Cheguei na sala, no final do salão, e me deparei com a cena: a mocinha sentada em frente ao computador, e o gerente "sentado com as costas" numa cadeira, literalmente; pernas cruzadas, mãos cruzadas também, por sobre a barriga, e achando graça de alguma coisa...
- Boa tarde! O senhor é o Gerente?
- Sim...
(arrumando-se na cadeira)
- Eu vim até aqui porque o senhor não podia ir até lá, não é mesmo? Estava fazendo uma planilha... Então eu vim aqui. Interessante, porque parece até sem sentido o que eu vou falar, já que aqui na sua sala nem dá pra ouvir o som que está tocando na loja...

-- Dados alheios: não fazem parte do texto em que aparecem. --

//! Recording doubles for the bus, pins and delay used by the unit tests.

use core::convert::Infallible;
use std::vec::Vec;

use embedded_hal::{delay::DelayNs, digital};

use crate::interface::Interface;

/// A single transfer seen by [`MockDisplayInterface`].
#[derive(Debug, Clone, PartialEq, Eq)]
pub enum Event {
    Command(u8),
    Data(Vec<u8>),
}

/// Error injected by [`MockDisplayInterface::fail_after`].
#[derive(Debug, Clone, Copy, PartialEq, Eq)]
pub struct MockBusError;

#[derive(Debug, Default)]
pub struct MockDisplayInterface {
    pub events: Vec<Event>,
    /// Number of transfers that succeed before every later one fails.
    pub fail_after: Option<usize>,
}

impl MockDisplayInterface {
    pub fn new() -> Self {
        Self::default()
    }

    pub fn failing_after(transfers: usize) -> Self {
        Self {
            events: Vec::new(),
            fail_after: Some(transfers),
        }
    }

    pub fn commands(&self) -> Vec<u8> {
        self.events
            .iter()
            .filter_map(|e| match e {
                Event::Command(c) => Some(*c),
                Event::Data(_) => None,
            })
            .collect()
    }

    pub fn data(&self) -> Vec<&[u8]> {
        self.events
            .iter()
            .filter_map(|e| match e {
                Event::Data(d) => Some(d.as_slice()),
                Event::Command(_) => None,
            })
            .collect()
    }

    /// Parameter bytes sent directly after the last occurrence of `command`.
    pub fn params_of(&self, command: u8) -> Option<&[u8]> {
        let pos = self
            .events
            .iter()
            .rposition(|e| *e == Event::Command(command))?;
        match self.events.get(pos + 1) {
            Some(Event::Data(d)) => Some(d.as_slice()),
            _ => Some(&[]),
        }
    }

    fn check(&self) -> Result<(), MockBusError> {
        match self.fail_after {
            Some(n) if self.events.len() >= n => Err(MockBusError),
            _ => Ok(()),
        }
    }
}

impl Interface for MockDisplayInterface {
    type Error = MockBusError;

    fn send_command(&mut self, command: u8) -> Result<(), Self::Error> {
        self.check()?;
        self.events.push(Event::Command(command));
        Ok(())
    }

    fn send_data(&mut self, data: &[u8]) -> Result<(), Self::Error> {
        self.check()?;
        self.events.push(Event::Data(data.to_vec()));
        Ok(())
    }
}

/// Records every millisecond delay requested.
#[derive(Debug, Default)]
pub struct MockDelay {
    pub sleeps_ms: Vec<u32>,
}

impl DelayNs for MockDelay {
    fn delay_ns(&mut self, _ns: u32) {}

    fn delay_ms(&mut self, ms: u32) {
        self.sleeps_ms.push(ms);
    }
}

/// Output pin recording each level written, `true` for high.
#[derive(Debug, Default)]
pub struct MockPin {
    pub levels: Vec<bool>,
}

impl digital::ErrorType for MockPin {
    type Error = Infallible;
}

impl digital::OutputPin for MockPin {
    fn set_low(&mut self) -> Result<(), Self::Error> {
        self.levels.push(false);
        Ok(())
    }

    fn set_high(&mut self) -> Result<(), Self::Error> {
        self.levels.push(true);
        Ok(())
    }
}
//! A threaded audio/video decode pipeline for real-time render loops,
//! built on top of FFmpeg.
//!
//! [`MoviePlayer`] opens a media container, demultiplexes it into
//! elementary streams, and decodes off the main thread. The host drives
//! playback by calling [`MoviePlayer::advance_time`] (or
//! [`MoviePlayer::advance_frame`]) once per displayed frame and reads the
//! decoded RGB24 image out of a registered buffer; audio is decoded and
//! pushed to the output device continuously in the background.
//!
//! Two background threads cooperate with the host's calling thread: a
//! reader that keeps the per-stream packet queues topped up, and an audio
//! drain that turns queued packets into PCM and feeds the device. All
//! waiting is bounded polling; shutdown joins both threads before any
//! shared state is released, so teardown can never race a decode.
//!
//! # Prerequisites
//!
//! FFmpeg 4.0+ libraries must be installed on your system:
//! - **macOS**: `brew install ffmpeg`
//! - **Ubuntu/Debian**: `apt-get install libavcodec-dev libavformat-dev libavutil-dev libswscale-dev libswresample-dev`
//! - **Arch Linux**: `pacman -S ffmpeg`
//! - **Windows**: Download FFmpeg shared libraries from [ffmpeg.org](https://ffmpeg.org/download.html)
//!
//! The library uses dynamic linking for LGPL compliance.
//!
//! # Example
//!
//! ```no_run
//! use std::sync::Arc;
//! use moviepipe::{MoviePlayer, Mutex, PlayMode};
//!
//! let mut player = MoviePlayer::new();
//! player.open_file("intro.mp4").expect("failed to open video");
//!
//! let frame = Arc::new(Mutex::new(vec![0u8; player.data_size()]));
//! player.set_video_buffer(Arc::clone(&frame));
//!
//! // Inside the render loop, once per displayed frame:
//! let dt = 1.0 / 60.0;
//! while player.play_mode() != PlayMode::Stopped {
//!     player.advance_time(dt);
//!     // upload `frame` to a texture, render, present...
//! }
//! player.close_file();
//! ```
//!
//! # Custom backends
//!
//! The pipeline is written against its source traits: a [`Demuxer`] plus
//! per-stream [`VideoDecoder`] / [`AudioDecoder`] implementations.
//! [`open_media`] builds the FFmpeg-backed bundle;
//! [`MoviePlayer::open_source`] accepts any other implementation, which is
//! also how the test suite drives the player without media files.

mod audio;
mod error;
mod ffmpeg;
mod player;
mod queue;
mod source;

pub use audio::{AudioOutput, CpalOutput, PcmBuffer};
pub use error::Error;
pub use ffmpeg::open_media;
pub use player::{MoviePlayer, PlayMode, PlayerOptions};
pub use queue::PacketQueue;
pub use source::{
    AudioDecoder, AudioTrack, CompressedPacket, Demuxer, MediaSource, StreamKind, VideoDecoder,
    VideoTrack,
};

// Re-export commonly used types
pub use parking_lot::Mutex;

- É... o rapaz me falou. Eu vou baixar.
- Sabe, eu estou há menos de uma hora na sua loja
(a esta altura, você fala como se o negócio fosse do próprio gerente - "sua loja", porque, por incrível que pareça, ele se sente mais importante, com isso, e pensa que é uma espécie de reverência que você está prestando, o que prepara a alma do moço para ouvir o que você vai dizer em seguida) . E consegui uma dor de cabeça incrível! Trabalhar aqui nesta sala é bastante confortável, mas fazer compras ou trabalhar lá fora é quase impossível!
Bem, seguiu-se um diálogo simples, educado e muito gentil, até que ele se levantasse e mexesse no botãozinho que diminui o volume do "som ambiente". Eu agradeci e me retirei.
Bobagem, você pode pensar. Implicância, talvez alguém diga. Chatice (o que for mais ousado). Mas certas coisas valem a pena, sabe? Ganhar um sorriso de gratidão das meninas do caixa, por exemplo, não tem preço.
Perdi uns 20 minutos da minha vida reclamando do som que me incomodou por cerca do dobro desse tempo, apenas. Mas salvei uma boa parte do dia dos trabalhadores daquela loja. Pelo menos por um dia.